_Exercise aim_. Work out how many lines of the material contain the string "TokenUsage"; the answer is that number only.

#### Records to use

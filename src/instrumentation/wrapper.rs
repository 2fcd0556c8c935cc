//! Interception wrappers.
//!
//! [`InstrumentedCompletions`] and [`InstrumentedAsyncCompletions`] decorate a
//! completion client with a span per call plus the completion metrics. They
//! implement the trait they wrap, so an instrumented client is a drop-in
//! replacement for the original.
//!
//! The wrapped call always happens exactly once and its outcome reaches the
//! caller unchanged. Telemetry failures are logged and swallowed.

use std::sync::Arc;
use std::time::Instant;

use async_trait::async_trait;
use opentelemetry::KeyValue;
use opentelemetry::global::BoxedTracer;
use opentelemetry::trace::Status;
use tracing::warn;

use super::attributes::{
    TokenUsage, count_token_usage, count_token_usage_async, input_attributes, response_attributes,
};
use super::context::is_suppressed;
use super::metrics::{CompletionMetrics, SharedAttributes};
use super::span::SpanGuard;
use super::stream::{StreamState, TracedEventStream, TracedEvents};
use crate::ClientError;
use crate::config::Config;
use crate::telemetry::{
    ERROR_TYPE, LLM_REQUEST_TYPE, LLM_VENDOR, REQUEST_TYPE_COMPLETION, VENDOR_ANTHROPIC,
};
use crate::traits::{AsyncCompletions, Completion, Completions, EventIter, EventStream};
use crate::types::{CompletionRequest, CompletionResponse};

// ============================================================================
// Shared interception logic
// ============================================================================

/// What every wrapper of one install shares: tracer, span name, policy and
/// (when enabled) the metric instruments.
#[derive(Clone)]
pub struct Interceptor {
    tracer: Arc<BoxedTracer>,
    span_name: &'static str,
    config: Config,
    metrics: Option<CompletionMetrics>,
}

impl Interceptor {
    pub fn new(tracer: Arc<BoxedTracer>, span_name: &'static str, config: Config) -> Self {
        let metrics = CompletionMetrics::from_config(&config);
        Self {
            tracer,
            span_name,
            config,
            metrics,
        }
    }

    pub fn span_name(&self) -> &'static str {
        self.span_name
    }

    pub fn config(&self) -> &Config {
        &self.config
    }

    fn start_span(&self, request: &CompletionRequest) -> SpanGuard {
        let mut span = SpanGuard::start(
            &self.tracer,
            self.span_name,
            vec![
                KeyValue::new(LLM_VENDOR, VENDOR_ANTHROPIC),
                KeyValue::new(LLM_REQUEST_TYPE, REQUEST_TYPE_COMPLETION),
            ],
        );
        if span.is_recording() {
            match input_attributes(request, &self.config) {
                Ok(attrs) => span.set_attributes(attrs),
                Err(e) => warn!(error = %e, "failed to set input attributes for completion span"),
            }
        }
        span
    }

    fn record_duration(&self, seconds: f64, shared: &SharedAttributes) {
        if let Some(metrics) = &self.metrics {
            metrics.record_duration(seconds, shared);
        }
    }

    /// The wrapped call raised: record the failure and close the span.
    fn fail(&self, mut span: SpanGuard, seconds: f64, error: &ClientError) {
        let shared = SharedAttributes::from_error(error);
        if let Some(metrics) = &self.metrics {
            metrics.record_duration(seconds, &shared);
            metrics.record_exception(&shared);
        }
        span.set_attributes([KeyValue::new(ERROR_TYPE, error.error_type())]);
        span.set_status(Status::error(error.to_string()));
        span.end();
    }

    /// Whether a message response is worth resolving token usage for.
    fn wants_usage(&self, span: &SpanGuard) -> bool {
        span.is_recording() || self.metrics.is_some()
    }

    /// The wrapped call returned a message: write it out and close the span.
    fn complete(
        &self,
        mut span: SpanGuard,
        response: &CompletionResponse,
        usage: Option<crate::Result<TokenUsage>>,
        shared: &SharedAttributes,
    ) {
        if span.is_recording() {
            span.set_attributes(response_attributes(response, &self.config));
        }
        match usage {
            Some(Ok(usage)) => {
                span.set_attributes(usage.attributes());
                if let Some(metrics) = &self.metrics {
                    metrics.record_token_usage(usage.prompt_tokens, usage.completion_tokens, shared);
                }
            }
            Some(Err(e)) => {
                warn!(error = %e, "failed to set token usage for completion span");
            }
            None => {}
        }
        if let Some(metrics) = &self.metrics {
            metrics.record_choices(
                response.body().choice_count(),
                response.stop_reason.as_deref(),
                shared,
            );
        }
        span.set_status(Status::Ok);
        span.end();
    }

    /// Hand the open span to a stream adapter; duration is recorded when it
    /// finalizes.
    fn stream_state(
        &self,
        span: SpanGuard,
        request: &CompletionRequest,
        elapsed: f64,
    ) -> StreamState {
        StreamState::new(
            span,
            request.clone(),
            self.config.clone(),
            self.metrics,
            elapsed,
        )
    }
}

// ============================================================================
// InstrumentedCompletions
// ============================================================================

/// Decorator that wraps a [`Completions`] client with telemetry.
pub struct InstrumentedCompletions {
    inner: Arc<dyn Completions>,
    interceptor: Interceptor,
}

impl InstrumentedCompletions {
    pub fn new(inner: Arc<dyn Completions>, interceptor: Interceptor) -> Self {
        Self { inner, interceptor }
    }

    /// The client this wrapper delegates to.
    pub fn inner(&self) -> &Arc<dyn Completions> {
        &self.inner
    }
}

impl Completions for InstrumentedCompletions {
    fn create(&self, request: &CompletionRequest) -> Result<Completion<EventIter>, ClientError> {
        if is_suppressed() {
            return self.inner.create(request);
        }

        let span = self.interceptor.start_span(request);
        let start = Instant::now();
        let result = self.inner.create(request);
        let elapsed = start.elapsed().as_secs_f64();

        match result {
            Err(e) => {
                self.interceptor.fail(span, elapsed, &e);
                Err(e)
            }
            Ok(Completion::Stream(events)) => {
                let state = self.interceptor.stream_state(span, request, elapsed);
                let traced = TracedEvents::new(events, state, Arc::clone(&self.inner));
                Ok(Completion::Stream(Box::new(traced)))
            }
            Ok(Completion::Message(response)) => {
                let shared = SharedAttributes::from_response(&response);
                self.interceptor.record_duration(elapsed, &shared);
                let usage = if !self.interceptor.wants_usage(&span) {
                    None
                } else if let Some(usage) = response.usage {
                    Some(Ok(TokenUsage::from(usage)))
                } else {
                    Some(count_token_usage(
                        self.inner.as_ref(),
                        request,
                        response.body().primary_text(),
                    ))
                };
                self.interceptor.complete(span, &response, usage, &shared);
                Ok(Completion::Message(response))
            }
        }
    }

    fn count_tokens(&self, text: &str) -> Result<i64, ClientError> {
        self.inner.count_tokens(text)
    }
}

// ============================================================================
// InstrumentedAsyncCompletions
// ============================================================================

/// Decorator that wraps an [`AsyncCompletions`] client with telemetry.
///
/// Same semantics as [`InstrumentedCompletions`]; token counting is awaited.
pub struct InstrumentedAsyncCompletions {
    inner: Arc<dyn AsyncCompletions>,
    interceptor: Interceptor,
}

impl InstrumentedAsyncCompletions {
    pub fn new(inner: Arc<dyn AsyncCompletions>, interceptor: Interceptor) -> Self {
        Self { inner, interceptor }
    }

    /// The client this wrapper delegates to.
    pub fn inner(&self) -> &Arc<dyn AsyncCompletions> {
        &self.inner
    }
}

#[async_trait]
impl AsyncCompletions for InstrumentedAsyncCompletions {
    async fn create(
        &self,
        request: &CompletionRequest,
    ) -> Result<Completion<EventStream>, ClientError> {
        if is_suppressed() {
            return self.inner.create(request).await;
        }

        let span = self.interceptor.start_span(request);
        let start = Instant::now();
        let result = self.inner.create(request).await;
        let elapsed = start.elapsed().as_secs_f64();

        match result {
            Err(e) => {
                self.interceptor.fail(span, elapsed, &e);
                Err(e)
            }
            Ok(Completion::Stream(events)) => {
                let state = self.interceptor.stream_state(span, request, elapsed);
                let traced = TracedEventStream::new(events, state, Arc::clone(&self.inner));
                Ok(Completion::Stream(Box::pin(traced)))
            }
            Ok(Completion::Message(response)) => {
                let shared = SharedAttributes::from_response(&response);
                self.interceptor.record_duration(elapsed, &shared);
                let usage = if !self.interceptor.wants_usage(&span) {
                    None
                } else if let Some(usage) = response.usage {
                    Some(Ok(TokenUsage::from(usage)))
                } else {
                    Some(
                        count_token_usage_async(
                            self.inner.as_ref(),
                            request,
                            response.body().primary_text(),
                        )
                        .await,
                    )
                };
                self.interceptor.complete(span, &response, usage, &shared);
                Ok(Completion::Message(response))
            }
        }
    }

    async fn count_tokens(&self, text: &str) -> Result<i64, ClientError> {
        self.inner.count_tokens(text).await
    }
}
//! Shared fixtures: an in-memory span pipeline, scripted clients and metric
//! snapshot helpers.

#![allow(dead_code)]

use std::sync::Arc;
use std::sync::atomic::{AtomicU32, Ordering};

use async_trait::async_trait;
use metrics_util::MetricKind;
use metrics_util::debugging::DebugValue;
use opentelemetry::global::BoxedTracer;
use opentelemetry::trace::TracerProvider as _;
use opentelemetry_sdk::trace::{InMemorySpanExporter, SdkTracerProvider, SpanData};

use llm_instrumentation::instrumentation::Interceptor;
use llm_instrumentation::telemetry::SPAN_ANTHROPIC_COMPLETION;
use llm_instrumentation::{
    AsyncCompletions, ClientError, Completion, CompletionRequest, CompletionResponse, Completions,
    Config, EventIter, EventStream, InstrumentedAsyncCompletions, InstrumentedCompletions,
    StreamEvent,
};

// ============================================================================
// Span pipeline
// ============================================================================

/// Tracer wired to an in-memory exporter. Spans are exported when they end.
pub struct SpanPipeline {
    pub exporter: InMemorySpanExporter,
    pub provider: SdkTracerProvider,
}

impl SpanPipeline {
    pub fn new() -> Self {
        let exporter = InMemorySpanExporter::default();
        let provider = SdkTracerProvider::builder()
            .with_simple_exporter(exporter.clone())
            .build();
        Self { exporter, provider }
    }

    pub fn tracer(&self) -> BoxedTracer {
        BoxedTracer::new(Box::new(self.provider.tracer("test")))
    }

    pub fn interceptor(&self, config: Config) -> Interceptor {
        Interceptor::new(Arc::new(self.tracer()), SPAN_ANTHROPIC_COMPLETION, config)
    }

    pub fn spans(&self) -> Vec<SpanData> {
        self.exporter
            .get_finished_spans()
            .expect("in-memory exporter should not fail")
    }

    /// The only finished span.
    pub fn single_span(&self) -> SpanData {
        let mut spans = self.spans();
        assert_eq!(spans.len(), 1, "expected exactly one finished span");
        spans.remove(0)
    }
}

pub fn find_attribute<'a>(span: &'a SpanData, key: &str) -> Option<&'a opentelemetry::Value> {
    span.attributes
        .iter()
        .find(|kv| kv.key.as_str() == key)
        .map(|kv| &kv.value)
}

pub fn string_attribute(span: &SpanData, key: &str) -> Option<String> {
    find_attribute(span, key).map(|v| v.as_str().into_owned())
}

pub fn int_attribute(span: &SpanData, key: &str) -> Option<i64> {
    match find_attribute(span, key) {
        Some(opentelemetry::Value::I64(v)) => Some(*v),
        _ => None,
    }
}

pub fn has_attribute_prefix(span: &SpanData, prefix: &str) -> bool {
    span.attributes
        .iter()
        .any(|kv| kv.key.as_str().starts_with(prefix))
}

// ============================================================================
// Scripted clients
// ============================================================================

/// What a scripted client answers with.
#[derive(Clone)]
pub enum Reply {
    Message(CompletionResponse),
    Stream(Vec<Result<StreamEvent, String>>),
    Fail(fn() -> ClientError),
}

/// Counts tokens as whitespace-separated words.
pub fn word_count(text: &str) -> i64 {
    text.split_whitespace().count() as i64
}

pub struct ScriptedClient {
    reply: Reply,
    calls: AtomicU32,
    token_counts: AtomicU32,
    negative_counts: bool,
}

impl ScriptedClient {
    pub fn new(reply: Reply) -> Self {
        Self {
            reply,
            calls: AtomicU32::new(0),
            token_counts: AtomicU32::new(0),
            negative_counts: false,
        }
    }

    /// Token counter that answers with the `-1` sentinel.
    pub fn with_negative_counts(mut self) -> Self {
        self.negative_counts = true;
        self
    }

    pub fn call_count(&self) -> u32 {
        self.calls.load(Ordering::Relaxed)
    }

    pub fn token_count_calls(&self) -> u32 {
        self.token_counts.load(Ordering::Relaxed)
    }

    fn count(&self, text: &str) -> i64 {
        self.token_counts.fetch_add(1, Ordering::Relaxed);
        if self.negative_counts {
            -1
        } else {
            word_count(text)
        }
    }

    fn events(events: &[Result<StreamEvent, String>]) -> Vec<Result<StreamEvent, ClientError>> {
        events
            .iter()
            .cloned()
            .map(|item| item.map_err(ClientError::ApiConnection))
            .collect()
    }
}

impl Completions for ScriptedClient {
    fn create(&self, _request: &CompletionRequest) -> Result<Completion<EventIter>, ClientError> {
        self.calls.fetch_add(1, Ordering::Relaxed);
        match &self.reply {
            Reply::Message(response) => Ok(Completion::Message(response.clone())),
            Reply::Stream(events) => Ok(Completion::Stream(Box::new(
                Self::events(events).into_iter(),
            ))),
            Reply::Fail(error) => Err(error()),
        }
    }

    fn count_tokens(&self, text: &str) -> Result<i64, ClientError> {
        Ok(self.count(text))
    }
}

#[async_trait]
impl AsyncCompletions for ScriptedClient {
    async fn create(
        &self,
        _request: &CompletionRequest,
    ) -> Result<Completion<EventStream>, ClientError> {
        self.calls.fetch_add(1, Ordering::Relaxed);
        match &self.reply {
            Reply::Message(response) => Ok(Completion::Message(response.clone())),
            Reply::Stream(events) => Ok(Completion::Stream(Box::pin(
                futures_util::stream::iter(Self::events(events)),
            ))),
            Reply::Fail(error) => Err(error()),
        }
    }

    async fn count_tokens(&self, text: &str) -> Result<i64, ClientError> {
        tokio::task::yield_now().await;
        Ok(self.count(text))
    }
}

pub fn instrumented(
    client: &Arc<ScriptedClient>,
    pipeline: &SpanPipeline,
    config: Config,
) -> InstrumentedCompletions {
    let inner: Arc<dyn Completions> = client.clone();
    InstrumentedCompletions::new(inner, pipeline.interceptor(config))
}

pub fn instrumented_async(
    client: &Arc<ScriptedClient>,
    pipeline: &SpanPipeline,
    config: Config,
) -> InstrumentedAsyncCompletions {
    let inner: Arc<dyn AsyncCompletions> = client.clone();
    InstrumentedAsyncCompletions::new(inner, pipeline.interceptor(config))
}

// ============================================================================
// Metric snapshots
// ============================================================================

pub type SnapshotVec = Vec<(
    metrics_util::CompositeKey,
    Option<metrics::Unit>,
    Option<metrics::SharedString>,
    DebugValue,
)>;

/// Sum all counter values matching a given metric name.
pub fn counter_total(snapshot: &SnapshotVec, name: &str) -> u64 {
    snapshot
        .iter()
        .filter(|(key, _, _, _)| key.kind() == MetricKind::Counter && key.key().name() == name)
        .map(|(_, _, _, value)| match value {
            DebugValue::Counter(v) => *v,
            _ => 0,
        })
        .sum()
}

/// Sum counter values of a metric whose labels include `label`.
pub fn counter_with_label(snapshot: &SnapshotVec, name: &str, label: (&str, &str)) -> u64 {
    snapshot
        .iter()
        .filter(|(key, _, _, _)| {
            key.kind() == MetricKind::Counter
                && key.key().name() == name
                && key
                    .key()
                    .labels()
                    .any(|l| l.key() == label.0 && l.value() == label.1)
        })
        .map(|(_, _, _, value)| match value {
            DebugValue::Counter(v) => *v,
            _ => 0,
        })
        .sum()
}

/// Check if any histogram entries exist for a given metric name.
pub fn has_histogram(snapshot: &SnapshotVec, name: &str) -> bool {
    snapshot
        .iter()
        .any(|(key, _, _, _)| key.kind() == MetricKind::Histogram && key.key().name() == name)
}

/// Every recorded entry of `name` carries `label`.
pub fn all_labelled(snapshot: &SnapshotVec, name: &str, label: (&str, &str)) -> bool {
    let mut entries = snapshot
        .iter()
        .filter(|(key, _, _, _)| key.key().name() == name)
        .peekable();
    entries.peek().is_some()
        && entries.all(|(key, _, _, _)| {
            key.key()
                .labels()
                .any(|l| l.key() == label.0 && l.value() == label.1)
        })
}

########

_Answer box_. 4